**Your assignment:** If a line of the listing below contains the string "StoreError", count it, then give the total by itself.

**Source material:**
§
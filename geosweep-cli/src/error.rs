//! Error types emitted by the Geosweep CLI.

use thiserror::Error;

use geosweep_core::{ParseNavFormatError, SequencerError, StoreError};
use geosweep_data::SeedFileError;
use geosweep_data::fetch::FetchError;

/// Errors emitted by the Geosweep CLI.
#[derive(Debug, Error)]
pub enum CliError {
    /// Provided arguments failed Clap validation.
    #[error(transparent)]
    ArgumentParsing(#[from] clap::Error),
    /// The requested navigation format does not exist.
    #[error(transparent)]
    InvalidFormat(#[from] ParseNavFormatError),
    /// The backing store failed.
    #[error(transparent)]
    Store(#[from] StoreError),
    /// A sequencer operation failed.
    #[error(transparent)]
    Sequencer(#[from] SequencerError),
    /// Downloading the bootstrap datasets failed.
    #[error("failed to fetch seed data: {0}")]
    Fetch(#[from] FetchError),
    /// Reading or writing the seed file failed.
    #[error(transparent)]
    SeedFile(#[from] SeedFileError),
    /// Serialising a response for output failed.
    #[error("failed to serialize output: {0}")]
    SerializeOutput(#[source] serde_json::Error),
    /// Starting the async runtime for the fetch command failed.
    #[error("failed to start the async runtime: {0}")]
    Runtime(#[source] std::io::Error),
}
//! Transport abstraction for the dataset downloads.

use async_trait::async_trait;
use reqwest::header::USER_AGENT;
use reqwest::{Client, Response};
use std::io;

use super::TransportError;

/// User agent sent with every request unless overridden.
pub const DEFAULT_USER_AGENT: &str = "geosweep-fetch/0.1";

/// Base URL of the countries-states-cities JSON listings.
pub const DEFAULT_LISTING_BASE_URL: &str =
    "https://raw.githubusercontent.com/dr5hn/countries-states-cities-database/refs/heads/master/json";

/// Base URL of the GeoNames postal archives.
pub const DEFAULT_POSTAL_BASE_URL: &str = "https://download.geonames.org/export/zip";

/// Where the dataset bytes come from.
#[async_trait(?Send)]
pub trait DatasetSource {
    /// Fetch the raw country listing.
    async fn fetch_country_listing(&self) -> Result<Vec<u8>, TransportError>;
    /// Fetch the raw city listing.
    async fn fetch_city_listing(&self) -> Result<Vec<u8>, TransportError>;
    /// Fetch the named postal archive.
    async fn fetch_postal_archive(&self, archive: &str) -> Result<Vec<u8>, TransportError>;
}

/// HTTP implementation of [`DatasetSource`].
#[derive(Debug)]
pub struct HttpDatasetSource {
    client: Client,
    listing_base: String,
    postal_base: String,
    user_agent: String,
}

impl Default for HttpDatasetSource {
    fn default() -> Self {
        Self::new()
    }
}

impl HttpDatasetSource {
    /// Construct a source pointing at the default public datasets.
    #[must_use]
    pub fn new() -> Self {
        let client = Client::builder()
            .connect_timeout(std::time::Duration::from_secs(30))
            .build()
            .expect("client builder only fails with invalid configuration");
        Self {
            client,
            listing_base: DEFAULT_LISTING_BASE_URL.to_owned(),
            postal_base: DEFAULT_POSTAL_BASE_URL.to_owned(),
            user_agent: DEFAULT_USER_AGENT.to_owned(),
        }
    }

    /// Override the default user agent string.
    #[must_use]
    pub fn with_user_agent(mut self, user_agent: impl Into<String>) -> Self {
        self.user_agent = user_agent.into();
        self
    }

    /// Override the listing base URL, e.g. to point at a mirror.
    #[must_use]
    pub fn with_listing_base(mut self, base: impl Into<String>) -> Self {
        self.listing_base = trim_trailing_slash(base.into());
        self
    }

    /// Override the postal archive base URL.
    #[must_use]
    pub fn with_postal_base(mut self, base: impl Into<String>) -> Self {
        self.postal_base = trim_trailing_slash(base.into());
        self
    }

    async fn call(&self, url: &str) -> Result<Response, TransportError> {
        self.client
            .get(url)
            .header(USER_AGENT, self.user_agent.as_str())
            .send()
            .await
            .map_err(|err| convert_reqwest_error(err, url))?
            .error_for_status()
            .map_err(|err| convert_reqwest_error(err, url))
    }

    async fn fetch(&self, url: &str) -> Result<Vec<u8>, TransportError> {
        let response = self.call(url).await?;
        let bytes = response
            .bytes()
            .await
            .map_err(|err| convert_reqwest_error(err, url))?;
        Ok(bytes.to_vec())
    }
}

#[async_trait(?Send)]
impl DatasetSource for HttpDatasetSource {
    async fn fetch_country_listing(&self) -> Result<Vec<u8>, TransportError> {
        let url = format!("{}/countries.json", self.listing_base);
        self.fetch(&url).await
    }

    async fn fetch_city_listing(&self) -> Result<Vec<u8>, TransportError> {
        let url = format!("{}/cities.json", self.listing_base);
        self.fetch(&url).await
    }

    async fn fetch_postal_archive(&self, archive: &str) -> Result<Vec<u8>, TransportError> {
        let url = format!("{}/{archive}", self.postal_base);
        self.fetch(&url).await
    }
}

fn trim_trailing_slash(mut base: String) -> String {
    while base.ends_with('/') {
        base.pop();
    }
    base
}

fn convert_reqwest_error(error: reqwest::Error, url: &str) -> TransportError {
    if let Some(status) = error.status() {
        return TransportError::Http {
            url: url.to_owned(),
            status: status.as_u16(),
            message: error.to_string(),
        };
    }

    let kind = if error.is_timeout() {
        io::ErrorKind::TimedOut
    } else {
        io::ErrorKind::Other
    };
    TransportError::Network {
        url: url.to_owned(),
        source: io::Error::new(kind, error),
    }
}

#[cfg(test)]
mod tests {
    use super::*;
    use rstest::rstest;

    #[rstest]
    fn base_urls_lose_their_trailing_slash() {
        let source = HttpDatasetSource::new()
            .with_listing_base("https://example.test/json/")
            .with_postal_base("https://example.test/zip//");
        assert_eq!(source.listing_base, "https://example.test/json");
        assert_eq!(source.postal_base, "https://example.test/zip");
    }
}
§
**Result of this task:** 2